Lonely Jennie Garth's obsessive dieting
Jennie Garth appears on this month's cover of Health magazine, presumably to show the world how healthy she is post-Peter Facinelli split. Instead, the star comes across as obsessive, and a little sad.
Jennie Garth's weight loss secret? She refuses to sit down.
The star took 30 pounds off what looked to be an already trim figure in 2012, leading celebrity watchers to label her "skeletal skinny" and "freakishly thin."
An unrepentant Garth appears on the cover of Health magazine this month to explain how she keeps herself so skinny. She came off sounding slightly nuts.
"I've been working out really hard," she said in a behind the scenes video from the Health cover shoot, courtesy of Us Weekly. "I've been weight training with a trainer three days a week. We do boxing, kickboxing — lots of weight lifting and training and jumping all around like crazy people. I really never sit down! I think that's basically the secret — not sitting around."

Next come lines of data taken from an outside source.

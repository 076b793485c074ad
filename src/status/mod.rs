//! Backend transaction status.
//!
//! # Data Flow
//! ```text
//! tx hash
//!     → client.rs (GET /tx_status/{hash})
//!     → types.rs (envelope → BackendStatus)
//!     → poller.rs (immediate check, then fixed interval until terminal)
//! ```

pub mod client;
pub mod poller;
pub mod types;

pub use client::{HttpStatusClient, StatusSource};
pub use poller::{PollCheck, StatusPoller};
pub use types::{BackendStatus, PollError, PollOutcome, StatusEnvelope, StatusFetchError};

Not sitting around? Or never sitting down like a normal person? Which one is it, Jennie?
Garth, 40, also explained that she weighs herself daily.
"I weigh myself every morning. If I don't, before you know it, I'll be up 10 pounds. It creeps. This morning, it was up 2 pounds. That's OK. But if it's up 6 pounds? I need to make adjustments," Garth said.
All right, that sounds relatively normal, a lot more normal than never sitting down. But Garth admitted to some strange diet plans. Chronic dieting while using a variety of diet plans is a standard warning sign of an eating disorder.
"My biggest regret is putting my body through fad diets: Atkins, cleanses, the hCG diet," Garth said. "I lost like 18 pounds, but it came right back. The worst was fasting with colonics for three or four days. It was the most horrifying experience ever!"
Obsessive weight control, particularly during times when life's circumstances seem out of one's control, is a fairly typical female way to express terrible pain. Are you in terrible pain, Jennie Garth? Yep.
"When I'm in excruciating pain, like with what I've been through with my breakup and that grief and loss that's just immobilizing, it helps to remember that it only lasts for 13 to 15 minutes, max," Garth told Health. "And then it's over. Your mind is ready to go to something else. You might come back to it, but it helps to just know that that pain is not going to last forever."
That's true, and certainly many have been on the "breakup diet." It's easy to lose weight when you're too miserable to have an appetite. But you might want to consider that "never sitting down" thing.